Evidemment, celle-ci est l’heure pour, si le mot est apte, la félicitation. Le peuple limousin a toujours marché contre le vent, que ce soit dans l’agriculture pour survivre sur une terre peu favorable aux cultures, ou que ce soit contre les tyrannies économiques (comme au 19e siècle et au début du 20e- cf. les grèves du 1905) ou politiques (les politiques qui menaient la première guerre mondiale, la fédération haut-viennoise SFIO étant la première de l’opposer, et aussi, bien sûr, les terreurs du nazisme et du vichysme). La lutte pour obtenir la justice pour Robert Hébras est la preuve vivante encore que la résistance du peuple limousin existe encore au 21e siècle, et qu’une partie de l’identité régionale existe encore malgré les forces et pressions de la mondialisation. Et ici j’exprime, dans la certitude que mes collègues dans l’association J P. R H. vont me rejoindre, mes remerciements les plus sincères aux fondateurs de l’association, B et H Malinvaud, M. Wilmart, P. Grandcoing, V. Brousse, S. Codecco, P. Pommier et tous ceux qui ont rejoint l’association au cours des treize mois d’incertitude, et leurs efforts, mais aussi, il faut reconnaître la dignité et le courage que Robert Hébras a montré et a tenu pendant l’affaire.

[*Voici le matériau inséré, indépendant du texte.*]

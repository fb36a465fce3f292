mod cli;

use anyhow::Result;
use clap::{Parser, Subcommand};
use tracing_subscriber::EnvFilter;

use rapport::config::RapportConfig;
use rapport::memory::types::{MemoryType, MessageSender, SummaryType, TopicFilter};
use rapport::memory::metrics::MetricsPeriod;

#[derive(Parser)]
#[command(name = "rapport", version, about = "Memory and relationship engine for AI companions")]
struct Cli {
    /// Config file (defaults to ~/.rapport/config.toml)
    #[arg(long, global = true)]
    config: Option<std::path::PathBuf>,

    #[command(subcommand)]
    command: Command,
}

#[derive(Subcommand)]
enum Command {
    /// Extract memories and episodes from a batch of messages
    Summarize {
        partner_id: String,
        /// Message ids to summarize
        #[arg(required = true)]
        message_ids: Vec<String>,
        #[arg(long, default_value = "daily")]
        summary_type: SummaryType,
        /// Create one explicit episode with this title
        #[arg(long)]
        episode_title: Option<String>,
        #[arg(long, requires = "episode_title")]
        episode_description: Option<String>,
    },
    /// Search a partner's memories
    Search {
        partner_id: String,
        query: String,
        /// Restrict to these memory types (repeatable)
        #[arg(long = "type")]
        memory_types: Vec<MemoryType>,
        #[arg(long)]
        limit: Option<usize>,
        #[arg(long, default_value_t = 0.0)]
        min_importance: f64,
    },
    /// List a partner's episodes
    Episodes {
        partner_id: String,
        #[arg(long)]
        limit: Option<usize>,
        #[arg(long)]
        min_emotional_weight: Option<f64>,
        /// Match episodes sharing any of these tags (repeatable)
        #[arg(long = "tag")]
        tags: Vec<String>,
        /// RFC 3339 lower bound, inclusive
        #[arg(long)]
        start_date: Option<String>,
        /// RFC 3339 upper bound, inclusive
        #[arg(long)]
        end_date: Option<String>,
    },
    /// Show relationship metrics, stage and insights
    Metrics {
        partner_id: String,
        #[arg(long)]
        include_history: bool,
        #[arg(long)]
        period: Option<MetricsPeriod>,
    },
    /// Show continuing topics
    Topics {
        partner_id: String,
        #[arg(long)]
        limit: Option<usize>,
        #[arg(long, default_value = "active")]
        status: TopicFilter,
        #[arg(long)]
        min_importance: Option<f64>,
    },
    /// Show memory and episode statistics for a partner
    Stats { partner_id: String },
    /// Run database diagnostics
    Doctor,
    /// Manage partners
    Partner {
        #[command(subcommand)]
        action: PartnerAction,
    },
    /// Manage messages
    Message {
        #[command(subcommand)]
        action: MessageAction,
    },
    /// Manage the local embedding model
    Model {
        #[command(subcommand)]
        action: ModelAction,
    },
}

#[derive(Subcommand)]
enum PartnerAction {
    /// Create a partner
    Add { user_id: String, name: String },
    /// List a user's partners
    List { user_id: String },
}

#[derive(Subcommand)]
enum MessageAction {
    /// Append a message to a partner's conversation
    Add {
        partner_id: String,
        /// `user` or `partner`
        sender: MessageSender,
        content: String,
    },
}

#[derive(Subcommand)]
enum ModelAction {
    /// Download the embedding model to ~/.rapport/models/
    Download,
}

#[tokio::main]
async fn main() -> Result<()> {
    let cli = Cli::parse();

    let config = match &cli.config {
        Some(path) => RapportConfig::load_from(path)?,
        None => RapportConfig::load()?,
    };

    // Log to stderr so stdout stays clean for JSON output.
    let filter = EnvFilter::try_new(&config.server.log_level)
        .unwrap_or_else(|_| EnvFilter::new("info"));
    tracing_subscriber::fmt()
        .with_env_filter(filter)
        .with_writer(std::io::stderr)
        .init();

    match cli.command {
        Command::Summarize {
            partner_id,
            message_ids,
            summary_type,
            episode_title,
            episode_description,
        } => {
            cli::summarize::summarize(
                &config,
                partner_id,
                message_ids,
                summary_type,
                episode_title,
                episode_description,
            )
            .await?;
        }
        Command::Search {
            partner_id,
            query,
            memory_types,
            limit,
            min_importance,
        } => {
            cli::search::search(&config, partner_id, query, memory_types, limit, min_importance).await?;
        }
        Command::Episodes {
            partner_id,
            limit,
            min_emotional_weight,
            tags,
            start_date,
            end_date,
        } => {
            let query = cli::episodes::build_query(limit, min_emotional_weight, tags, start_date, end_date)?;
            cli::episodes::episodes(&config, &partner_id, query).await?;
        }
        Command::Metrics {
            partner_id,
            include_history,
            period,
        } => {
            cli::metrics::metrics(&config, &partner_id, include_history, period).await?;
        }
        Command::Topics {
            partner_id,
            limit,
            status,
            min_importance,
        } => {
            cli::topics::topics(&config, &partner_id, limit, status, min_importance).await?;
        }
        Command::Stats { partner_id } => {
            cli::stats::stats(&config, &partner_id).await?;
        }
        Command::Doctor => {
            cli::doctor::doctor(&config)?;
        }
        Command::Partner { action } => match action {
            PartnerAction::Add { user_id, name } => cli::seed::add_partner(&config, &user_id, &name)?,
            PartnerAction::List { user_id } => cli::seed::list_partners(&config, &user_id)?,
        },
        Command::Message { action } => match action {
            MessageAction::Add {
                partner_id,
                sender,
                content,
            } => cli::seed::add_message(&config, &partner_id, sender, &content)?,
        },
        Command::Model { action } => match action {
            ModelAction::Download => {
                cli::model_download(&config.embedding).await?;
            }
        },
    }

    Ok(())
}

Je voudrais aussi exprimer ici l’espoir que les soutiens des malgré-nous reconnaissent aujourd’hui que cette triste affaire, en rouvrant la guerre franco-française, ne fait qu’une chose- donner la victoire à ce syndrome de Vichy, cette maladie du passé. Je suis sûr que les enquêtes menées par le parquet de Dortmund vont bientôt montrer que la plupart des alsaciens étaient des incorporés de force- quelque chose que personne ici en Limousin n’a jamais nié. Oradour, c’est une tragédie humaine, pas une tragédie limousine ou alsacienne. Espérons tous que cette enquête en Allemagne apportera enfin une vraie justice pour tous. A moins que les ADEIF décident de poursuivre ce cas devant la cour européenne des droits humains à Strasbourg, l’affaire est donc terminée. Mais en tant qu’historien, je connais, si je ne connais rien d’autre sur l’Histoire, que les expériences sont utiles uniquement si on tire les leçons qu’elles peuvent nous enseigner. Aujourd’hui, il faut en tirer.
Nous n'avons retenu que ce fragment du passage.